I would like to express my sincere appreciation to the University of Pretoria and the organisers of the Charity Gala dinner for inviting me to address you tonight. I am glad to see that so many representatives of the financial sector are attending this function, notwithstanding the
present financial turmoil.
There are some encouraging signs that following the concerted commitment shown by various governments and central banks, and backed up by strong action, we may be finally embarking on the road to recovery from one of the worst crises the financial world has had to face. The global financial system has malfunctioned and there appears to be a need to seriously consider what changes and adjustments are required to ensure that the global financial architecture is better equipped to deal with future challenges. Given that the changes will inevitably require certain vested interests to be confronted, the international community will have to commit itself to put the greater good of all of us at the centre of any efforts going forward. The change must, however, be managed and embedded in concrete actions plans to create stronger institutions, with more balanced representation, that will contribute to long term financial stability and sustainable growth.
The global economic outlook
Presently, we are witnessing a severe financial crisis, a crisis that many commentators view as the worst since the Great Depression. Even before the escalation of the financial crisis, growth in the advanced economies had been faltering, as shown in the recent World Economic Outlook of the IMF. Growth in advanced economies has weakened and is well below potential. Economic activity in developing countries appears to be moderating at a somewhat faster pace than had been anticipated. The danger of a major and protracted slowdown in global growth, with inflationary pressures only likely to react with some time lag, is indeed very real.
As most of you are participants in the financial market, I do not intend to go into any great detail about the causes of the global market turmoil. By now we seem to have a general consensus that accommodative monetary policy conditions in developed markets laid the foundation for an aggressive search for yield, which resulted in mispricing of risk on a large scale, coupled with some over -zealous “financial innovation”. The resultant combination of reckless lending and unsophisticated borrowing, which started in the USA ended up engulfing large parts of the financial world.
A need for change
Against this background I attended the Annual Meetings of the International Monetary Fund (IMF) and the World Bank last week. These institutions were created at the end of the Second World War to fill a much needed gap of providing capital in the global financial system, as well as ensuring the orderly functioning of the system. The IMF was, inter alia, created to provide financial support to countries that may be experiencing short term balance of payments problems, while the World Bank was established to assist countries, in particular European countries, in their post war reconstruction efforts.
Over time, the size and the needs of the membership of these institutions have changed. These institutions have, however, not kept pace with the changing conditions in their operating environment. The governance and representation structures have lagged behind the changing global economic realities. The IMF has not fully lived up to one of its core responsibilities, being the conduct of effective surveillance of the global economic environment and that of individual countries.

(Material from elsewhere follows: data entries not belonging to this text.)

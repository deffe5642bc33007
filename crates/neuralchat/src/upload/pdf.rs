//! Heuristic PDF text extraction.
//!
//! This is a byte-level scan, not a PDF parser. It reads string operands
//! inside uncompressed `BT ... ET` text objects only, so PDFs with compressed
//! content streams, object streams, embedded CID fonts or non-Latin encodings
//! yield little or nothing.

pub const MINIMAL_CONTENT: &str = "[PDF text extraction yielded minimal content: \
the PDF may use embedded fonts or images for text]";

pub const EXTRACTION_FAILED: &str = "[Could not extract PDF text]";

/// Results at or below this many characters are reported as minimal.
const MIN_TEXT_CHARS: usize = 50;

/// The `%PDF-` header must start within this many leading bytes.
const HEADER_WINDOW: usize = 1024;

#[derive(Debug, thiserror::Error, PartialEq, Eq)]
pub enum PdfError {
    #[error("missing %PDF header")]
    MissingHeader,
}

/// Extract readable text, or [`MINIMAL_CONTENT`] when too little was found.
///
/// Input without a `%PDF-` header near the start is rejected.
pub fn extract_text(bytes: &[u8]) -> Result<String, PdfError> {
    let window = &bytes[..bytes.len().min(HEADER_WINDOW)];
    if !window.windows(5).any(|w| w == b"%PDF-") {
        return Err(PdfError::MissingHeader);
    }

    let text = collect_strings(bytes);
    if text.chars().count() > MIN_TEXT_CHARS {
        Ok(text)
    } else {
        Ok(MINIMAL_CONTENT.to_string())
    }
}

fn collect_strings(bytes: &[u8]) -> String {
    // Latin-1: one byte, one character.
    let source: Vec<char> = bytes.iter().map(|&b| char::from(b)).collect();

    let mut parts = Vec::new();
    for block in text_blocks(&source) {
        extract_operands(block, &mut parts);
    }

    parts
        .join(" ")
        .split(is_collapsible_space)
        .filter(|word| !word.is_empty())
        .collect::<Vec<_>>()
        .join(" ")
}

/// ASCII whitespace, vertical tab and NBSP. U+0085 from byte 0x85 stays literal text.
fn is_collapsible_space(c: char) -> bool {
    c.is_ascii_whitespace() || c == '\u{0b}' || c == '\u{a0}'
}

/// Every region between a `BT` and the nearest following `ET`.
fn text_blocks(source: &[char]) -> Vec<&[char]> {
    let mut blocks = Vec::new();
    let mut i = 0;
    while i + 1 < source.len() {
        if source[i] == 'B' && source[i + 1] == 'T' {
            let start = i + 2;
            let Some(end) = find_pair(source, start, 'E', 'T') else {
                break;
            };
            if end > start {
                blocks.push(&source[start..end]);
            }
            i = end + 2;
        } else {
            i += 1;
        }
    }
    blocks
}

fn find_pair(source: &[char], from: usize, a: char, b: char) -> Option<usize> {
    (from..source.len().saturating_sub(1)).find(|&i| source[i] == a && source[i + 1] == b)
}

fn extract_operands(block: &[char], parts: &mut Vec<String>) {
    let mut i = 0;
    while i < block.len() {
        let found = match block[i] {
            '(' => literal_at(block, i + 1).map(|(raw, next)| (unescape(raw), next)),
            '<' => hex_at(block, i + 1).map(|(hex, next)| (decode_hex(hex), next)),
            _ => None,
        };
        match found {
            Some((text, next)) => {
                parts.push(text);
                i = next;
            }
            None => i += 1,
        }
    }
}

/// Body of a `( ... )` literal starting at `start`, and the index after it.
fn literal_at(block: &[char], start: usize) -> Option<(&[char], usize)> {
    let mut j = start;
    loop {
        match block.get(j)? {
            ')' => return Some((&block[start..j], j + 1)),
            '\\' => match block.get(j + 1) {
                Some('\n' | '\r') | None => return None,
                Some(_) => j += 2,
            },
            _ => j += 1,
        }
    }
}

/// Digits of a `< ... >` hex string starting at `start`, and the index after it.
fn hex_at(block: &[char], start: usize) -> Option<(&[char], usize)> {
    let mut j = start;
    while block.get(j).is_some_and(|c| c.is_ascii_hexdigit()) {
        j += 1;
    }
    (j > start && block.get(j) == Some(&'>')).then(|| (&block[start..j], j + 1))
}

fn unescape(raw: &[char]) -> String {
    let mut out = String::with_capacity(raw.len());
    let mut chars = raw.iter().copied();
    while let Some(c) = chars.next() {
        if c != '\\' {
            out.push(c);
            continue;
        }
        match chars.next() {
            Some('n') => out.push('\n'),
            Some('r') => out.push('\r'),
            Some('t') => out.push('\t'),
            Some(escaped @ ('(' | ')' | '\\')) => out.push(escaped),
            Some(other) => {
                out.push('\\');
                out.push(other);
            }
            None => out.push('\\'),
        }
    }
    out
}

fn decode_hex(digits: &[char]) -> String {
    digits
        .chunks(2)
        .filter_map(|pair| {
            let pair: String = pair.iter().collect();
            u8::from_str_radix(&pair, 16).ok()
        })
        .map(char::from)
        .collect()
}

The relevance of the Bretton Woods Institutions, as the IMF and the World Bank have become to be known, has come under severe scrutiny, particularly over that last ten years in the aftermath of the Asian crises. Questioning the relevance of the IMF has intensified in the wake of the current crisis. A key area of criticism has been the failure of the IMF to warn its members of the outbreak of financial crises in a timely manner. The IMF and indeed other global financial institutions are in serious need of change.
A need for Collective Action
We need collective global action to overcome the current crisis. The IMF was established to promote coordination and collective action in order to avoid the kind of crisis we are now facing. We all saw the dangers building up over the last few years, particularly with regard to global imbalances.
These problems have for many years been discussed within the International Monetary and Financial Committee (IMFC). But this common knowledge was not enough to spur any determined action. Global policy makers were not able to act in unison, and the institutions tasked with facilitating a collective response could not or would not act in accordance with their mandates. This failure on the part of the global economic policymakers needs to be recognised, and as we acknowledge this failure, we must recommit ourselves to deeper multilateral cooperation, mutual accountability and active policy coordination, with adequate representation and participation of developing countries.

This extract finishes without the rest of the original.